== TO DO ==
Print each line from the start of the records below up through the line where "memory: 16384" is found, exactly as given.

- - -

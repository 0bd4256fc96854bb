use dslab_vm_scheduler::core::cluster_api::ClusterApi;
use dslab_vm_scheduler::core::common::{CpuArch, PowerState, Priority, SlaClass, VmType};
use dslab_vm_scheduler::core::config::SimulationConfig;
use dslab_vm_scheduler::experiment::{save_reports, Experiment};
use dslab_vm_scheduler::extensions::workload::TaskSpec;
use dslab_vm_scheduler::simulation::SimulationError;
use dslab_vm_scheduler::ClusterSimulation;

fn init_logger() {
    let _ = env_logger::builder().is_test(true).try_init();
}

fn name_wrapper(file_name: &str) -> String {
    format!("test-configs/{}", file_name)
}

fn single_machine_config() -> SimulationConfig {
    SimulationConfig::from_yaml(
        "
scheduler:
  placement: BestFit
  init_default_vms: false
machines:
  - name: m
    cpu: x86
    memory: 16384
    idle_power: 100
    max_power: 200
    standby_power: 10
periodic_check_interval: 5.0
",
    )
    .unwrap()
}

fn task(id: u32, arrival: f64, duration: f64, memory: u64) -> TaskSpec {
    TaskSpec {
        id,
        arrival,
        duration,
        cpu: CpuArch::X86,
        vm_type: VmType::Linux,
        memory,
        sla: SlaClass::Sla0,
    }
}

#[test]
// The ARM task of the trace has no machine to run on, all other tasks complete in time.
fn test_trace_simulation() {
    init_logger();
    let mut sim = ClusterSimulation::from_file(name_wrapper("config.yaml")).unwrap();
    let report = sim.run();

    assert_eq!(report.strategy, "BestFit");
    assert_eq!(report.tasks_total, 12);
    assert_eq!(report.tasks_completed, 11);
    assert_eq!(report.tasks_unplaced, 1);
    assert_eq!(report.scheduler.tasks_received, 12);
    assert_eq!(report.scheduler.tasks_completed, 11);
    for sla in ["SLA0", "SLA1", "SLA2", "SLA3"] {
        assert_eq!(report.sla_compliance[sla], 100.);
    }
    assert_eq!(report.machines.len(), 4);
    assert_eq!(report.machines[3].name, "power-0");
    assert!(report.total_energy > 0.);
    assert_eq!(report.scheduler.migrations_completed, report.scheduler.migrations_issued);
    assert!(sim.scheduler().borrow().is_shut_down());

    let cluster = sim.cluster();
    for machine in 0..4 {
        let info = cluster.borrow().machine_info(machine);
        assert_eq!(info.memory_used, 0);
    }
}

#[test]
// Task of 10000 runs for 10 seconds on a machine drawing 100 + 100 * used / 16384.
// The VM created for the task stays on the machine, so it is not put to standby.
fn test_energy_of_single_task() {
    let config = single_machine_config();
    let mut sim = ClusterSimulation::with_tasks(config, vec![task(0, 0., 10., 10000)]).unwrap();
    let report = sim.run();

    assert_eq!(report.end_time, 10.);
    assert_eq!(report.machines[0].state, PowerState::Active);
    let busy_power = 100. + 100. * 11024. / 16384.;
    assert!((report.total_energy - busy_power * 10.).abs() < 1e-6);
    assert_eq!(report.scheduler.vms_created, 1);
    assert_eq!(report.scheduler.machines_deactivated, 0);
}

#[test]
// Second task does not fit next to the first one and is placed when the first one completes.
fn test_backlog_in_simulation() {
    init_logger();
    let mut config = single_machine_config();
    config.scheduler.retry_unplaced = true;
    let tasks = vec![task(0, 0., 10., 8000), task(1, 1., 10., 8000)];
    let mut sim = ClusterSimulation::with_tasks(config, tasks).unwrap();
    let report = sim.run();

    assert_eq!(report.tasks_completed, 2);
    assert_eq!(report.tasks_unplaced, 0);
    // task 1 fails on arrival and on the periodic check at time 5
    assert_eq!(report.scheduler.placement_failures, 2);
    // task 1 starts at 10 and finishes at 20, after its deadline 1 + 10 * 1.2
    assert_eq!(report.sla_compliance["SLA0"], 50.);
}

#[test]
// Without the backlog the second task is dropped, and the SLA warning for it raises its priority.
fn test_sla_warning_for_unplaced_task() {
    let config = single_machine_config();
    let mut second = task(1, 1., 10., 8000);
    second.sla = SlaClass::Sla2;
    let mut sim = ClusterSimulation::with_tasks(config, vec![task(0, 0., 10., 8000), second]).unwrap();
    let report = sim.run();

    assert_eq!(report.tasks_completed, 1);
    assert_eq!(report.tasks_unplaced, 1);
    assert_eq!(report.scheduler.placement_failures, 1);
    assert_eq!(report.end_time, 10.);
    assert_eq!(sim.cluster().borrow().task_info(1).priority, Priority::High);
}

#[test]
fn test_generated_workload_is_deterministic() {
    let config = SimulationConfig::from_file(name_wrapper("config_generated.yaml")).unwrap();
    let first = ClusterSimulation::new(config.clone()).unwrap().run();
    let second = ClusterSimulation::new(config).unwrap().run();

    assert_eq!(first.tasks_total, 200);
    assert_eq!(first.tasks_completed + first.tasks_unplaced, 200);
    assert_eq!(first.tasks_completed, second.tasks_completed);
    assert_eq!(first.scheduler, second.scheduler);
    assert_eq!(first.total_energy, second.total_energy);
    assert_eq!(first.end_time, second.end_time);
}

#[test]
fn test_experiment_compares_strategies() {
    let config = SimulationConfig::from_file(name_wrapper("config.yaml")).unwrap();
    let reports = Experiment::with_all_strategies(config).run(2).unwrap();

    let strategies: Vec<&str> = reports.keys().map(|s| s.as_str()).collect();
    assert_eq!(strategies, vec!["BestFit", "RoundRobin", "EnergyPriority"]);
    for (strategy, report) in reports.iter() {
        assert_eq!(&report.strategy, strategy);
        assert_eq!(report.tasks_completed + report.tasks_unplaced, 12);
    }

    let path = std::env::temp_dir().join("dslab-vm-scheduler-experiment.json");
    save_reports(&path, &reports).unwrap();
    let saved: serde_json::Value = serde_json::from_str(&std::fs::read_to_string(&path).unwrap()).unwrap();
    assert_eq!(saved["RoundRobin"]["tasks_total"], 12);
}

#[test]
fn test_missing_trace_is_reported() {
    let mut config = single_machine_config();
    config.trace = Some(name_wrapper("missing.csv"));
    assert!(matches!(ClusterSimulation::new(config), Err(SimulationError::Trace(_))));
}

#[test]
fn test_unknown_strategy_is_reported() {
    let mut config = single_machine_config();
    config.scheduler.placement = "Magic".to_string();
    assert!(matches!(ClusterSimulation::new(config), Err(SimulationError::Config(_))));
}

- - -

== EXPECTED OUTPUT ==
repository 0bd4256fc96854bb
use dslab_vm_scheduler::core::cluster_api::ClusterApi;
use dslab_vm_scheduler::core::common::{CpuArch, PowerState, Priority, SlaClass, VmType};
use dslab_vm_scheduler::core::config::SimulationConfig;
use dslab_vm_scheduler::experiment::{save_reports, Experiment};
use dslab_vm_scheduler::extensions::workload::TaskSpec;
use dslab_vm_scheduler::simulation::SimulationError;
use dslab_vm_scheduler::ClusterSimulation;

fn init_logger() {
    let _ = env_logger::builder().is_test(true).try_init();
}

fn name_wrapper(file_name: &str) -> String {
    format!("test-configs/{}", file_name)
}

fn single_machine_config() -> SimulationConfig {
    SimulationConfig::from_yaml(
        "
scheduler:
  placement: BestFit
  init_default_vms: false
machines:
  - name: m
    cpu: x86
    memory: 16384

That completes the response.